- _Required work_:
Whatever the records contain, reproduce all of them exactly.

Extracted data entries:
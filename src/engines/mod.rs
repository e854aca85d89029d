//! Search engine module
//!
//! Engine descriptors, the rule language that recognises an engine's result pages,
//! and the three operations built on it: matching, query extraction and link
//! formatting.

pub mod builtin;
mod descriptor;
mod extractor;
mod formatter;
mod matcher;
mod registry;
mod rules;

pub use descriptor::{EngineDescriptor, MobileOverrides};
pub use extractor::extract;
pub use formatter::{encode_query, format_link};
pub use matcher::match_engine;
pub use registry::{validate_engines, EngineRegistry};
pub use rules::*;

- _Written solution_:
filename src/engines/mod.rs
repository e854aca85d89029d
//! Search engine module
//!
//! Engine descriptors, the rule language that recognises an engine's result pages,
//! and the three operations built on it: matching, query extraction and link
//! formatting.

pub mod builtin;
mod descriptor;
mod extractor;
mod formatter;
mod matcher;
mod registry;
mod rules;

pub use descriptor::{EngineDescriptor, MobileOverrides};
pub use extractor::extract;
pub use formatter::{encode_query, format_link};
pub use matcher::match_engine;
pub use registry::{validate_engines, EngineRegistry};
pub use rules::*;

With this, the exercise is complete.